Quick tip: learn Docker as soon as you can - it will make your development process a lot smoother (especially when you have a team of engineers and need to run a lot of processes at once) and ease the pain of deployment (from what I saw, deploying without Docker containers can be more complicated).
So the truth is - you need to be ready to deal with all of those small annoying details. There is just no way around them. But that’s the beauty of learning and doing things - you will become better and stop noticing these details. They will become so trivial that details will become invisible again, but now you will be on the other side.
Find the right support system
Some of us can keep consistently working on the project through all the problems on their own for long periods of time, but this doesn’t apply to everyone. The idea that was very exciting in the beginning turns into something mundane, you start to doubt if this thing is worth the time and energy investment, other ideas and responsibilities come in the way. The best way that I know how to combat this is to work with others.

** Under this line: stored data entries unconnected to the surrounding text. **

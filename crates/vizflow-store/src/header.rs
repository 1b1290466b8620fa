//! Record header extraction.
//!
//! Reconciliation needs the identifier and timestamp of files it finds on
//! disk without an index row. Extractors read only the leading header fields
//! and stop, so a partially written record still yields an identity.

use std::fs::File;
use std::io::{BufRead, BufReader};
use std::path::Path;

use chrono::{DateTime, FixedOffset};
use tracing::debug;
use uuid::Uuid;

use crate::Result;
use crate::clock::{now, parse_timestamp};

/// Lines scanned before giving up on a header.
const MAX_HEADER_LINES: usize = 32;

/// Identity of a stored record as read from its header.
#[derive(Debug, Clone, PartialEq, Eq)]
pub struct RecordHeader {
    pub id: String,
    pub timestamp: DateTime<FixedOffset>,
}

impl RecordHeader {
    /// Placeholder identity for a file whose header cannot be read:
    /// the all-zero identifier, stamped now.
    pub fn sentinel() -> Self {
        Self {
            id: sentinel_id(),
            timestamp: now(),
        }
    }

    pub fn is_sentinel(&self) -> bool {
        self.id == sentinel_id()
    }
}

pub fn sentinel_id() -> String {
    Uuid::nil().to_string()
}

/// Reads a record's identity from its file.
///
/// Implementations should degrade a missing or garbled header to
/// [`RecordHeader::sentinel`]. An `Err` means the extractor itself failed;
/// the index logs it and falls back to the sentinel.
pub trait HeaderExtractor: Send + Sync {
    fn extract(&self, path: &Path) -> Result<RecordHeader>;
}

impl<F> HeaderExtractor for F
where
    F: Fn(&Path) -> Result<RecordHeader> + Send + Sync,
{
    fn extract(&self, path: &Path) -> Result<RecordHeader> {
        self(path)
    }
}

/// Line-oriented header reader for YAML documents whose identifier and
/// timestamp are top-level scalar keys near the start of the file.
#[derive(Debug, Clone, Copy)]
pub struct YamlHeaderReader {
    id_key: &'static str,
    timestamp_key: &'static str,
}

impl YamlHeaderReader {
    pub const fn new(id_key: &'static str, timestamp_key: &'static str) -> Self {
        Self {
            id_key,
            timestamp_key,
        }
    }

    fn scan(&self, path: &Path) -> std::io::Result<Option<RecordHeader>> {
        let reader = BufReader::new(File::open(path)?);
        let mut id = None;
        let mut timestamp = None;

        for line in reader.lines().take(MAX_HEADER_LINES) {
            let line = line?;
            // Nested keys are indented; only top-level ones count.
            if line.starts_with(char::is_whitespace) {
                continue;
            }
            let Some((key, value)) = line.split_once(':') else {
                continue;
            };
            let value = unquote(value);
            if key == self.id_key && !value.is_empty() {
                id = Some(value.to_string());
            } else if key == self.timestamp_key {
                timestamp = parse_timestamp(value);
                if timestamp.is_none() {
                    return Ok(None);
                }
            }
            if let (Some(id), Some(timestamp)) = (&id, timestamp) {
                return Ok(Some(RecordHeader {
                    id: id.clone(),
                    timestamp,
                }));
            }
        }
        Ok(None)
    }
}

impl HeaderExtractor for YamlHeaderReader {
    fn extract(&self, path: &Path) -> Result<RecordHeader> {
        match self.scan(path) {
            Ok(Some(header)) => Ok(header),
            Ok(None) => {
                debug!(path = %path.display(), "No usable header, using sentinel");
                Ok(RecordHeader::sentinel())
            }
            Err(e) => {
                debug!(path = %path.display(), error = %e, "Unreadable header, using sentinel");
                Ok(RecordHeader::sentinel())
            }
        }
    }
}

fn unquote(value: &str) -> &str {
    let value = value.trim();
    for quote in ['\'', '"'] {
        if let Some(inner) = value
            .strip_prefix(quote)
            .and_then(|v| v.strip_suffix(quote))
        {
            return inner;
        }
    }
    value
}

#[cfg(test)]
mod tests {
    use super::*;

    fn write(dir: &tempfile::TempDir, name: &str, body: &str) -> std::path::PathBuf {
        let path = dir.path().join(name);
        std::fs::write(&path, body).unwrap();
        path
    }

    const READER: YamlHeaderReader = YamlHeaderReader::new("id", "updated");

    #[test]
    fn test_reads_top_level_keys() {
        let dir = tempfile::tempdir().unwrap();
        let path = write(
            &dir,
            "00.yaml",
            "id: abc-123\nname: demo\ncreated: 2025-01-01T00:00:00+00:00\nupdated: '2025-01-02T03:04:05+09:00'\nnodes:\n- index: 1\n  id: nested\n",
        );
        let header = READER.extract(&path).unwrap();
        assert_eq!(header.id, "abc-123");
        assert_eq!(header.timestamp.to_rfc3339(), "2025-01-02T03:04:05+09:00");
    }

    #[test]
    fn test_ignores_indented_keys() {
        let dir = tempfile::tempdir().unwrap();
        let path = write(
            &dir,
            "00.yaml",
            "nodes:\n  id: nested\nupdated: 2025-01-02T03:04:05Z\n",
        );
        assert!(READER.extract(&path).unwrap().is_sentinel());
    }

    #[test]
    fn test_stops_after_header() {
        let dir = tempfile::tempdir().unwrap();
        // Garbage after the header does not matter.
        let path = write(
            &dir,
            "00.yaml",
            "id: x\nupdated: 2025-01-02T03:04:05Z\n\u{0}\u{0}: [unterminated\n",
        );
        assert_eq!(READER.extract(&path).unwrap().id, "x");
    }

    #[test]
    fn test_missing_file_degrades_to_sentinel() {
        let dir = tempfile::tempdir().unwrap();
        let header = READER.extract(&dir.path().join("nope.yaml")).unwrap();
        assert!(header.is_sentinel());
        assert_eq!(header.id, "00000000-0000-0000-0000-000000000000");
    }

    #[test]
    fn test_bad_timestamp_degrades_to_sentinel() {
        let dir = tempfile::tempdir().unwrap();
        let path = write(&dir, "00.yaml", "id: x\nupdated: soon\n");
        assert!(READER.extract(&path).unwrap().is_sentinel());
    }

    #[test]
    fn test_closure_extractor() {
        let extractor = |_: &Path| -> Result<RecordHeader> {
            Ok(RecordHeader {
                id: "fixed".into(),
                timestamp: now(),
            })
        };
        assert_eq!(extractor.extract(Path::new("x")).unwrap().id, "fixed");
    }
}
//! Persistent storage for flows and nodes.
//!
//! Each record kind lives in its own shard tree, indexed by a
//! tab-separated file that is reconciled against the tree on every open.
//! [`EntityStore`] layers serialization and an LRU cache on top of the
//! [`StorageIndex`]; [`Project`] opens the flow and node stores together.

pub mod clock;
pub mod entity;
pub mod error;
pub mod flow;
pub mod header;
pub mod index;
pub mod node;
pub mod project;
pub mod record;

pub use entity::{EntityStore, FlowStore, NodeStore};
pub use error::{Result, StoreError};
pub use flow::Flow;
pub use header::{HeaderExtractor, RecordHeader, YamlHeaderReader};
pub use index::{CAPACITY, IndexEntry, ReconcileReport, StorageIndex};
pub use node::{NewNode, Node, Role, Segment, Summary, Usage};
pub use project::{Project, ProjectConfig};
pub use record::Record;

Levels of enthusiasm come in waves and if you are on your own, you’ll be tempted to drop the project at the bottom of the trough. But if you have partners, it is likely that your waves are not exactly in sync, which means that there will be some destructive interference. This will hopefully cancel out the lowest of the lows. The goal is not to always be at your best level, the goal is to not get to your worst.
Finding the right partners is the tricky part. There is no easy way to know if you are a good match and the only option that I see is to start working with others as early as you can. This will allow you to train your internal model which can help you to notice important cues about your partners early on. This model will be especially useful if later you decide to work on startups.
One more thing you can play around is the timeline of your side project. Instead of pursuing longer and more intensive ideas, you can focus on smaller ventures while getting valuable experience and avoiding the problem that I described above. But at some point you will have to face this challenge.
Build, share, repeat
The last one thing that I want to get across - build and share things. This is the most exciting and productive way of learning which can unlock opportunities that you never thought about. And sharing is really crucial, because others can also benefit from your work and lessons. Which I hope I was able to do today.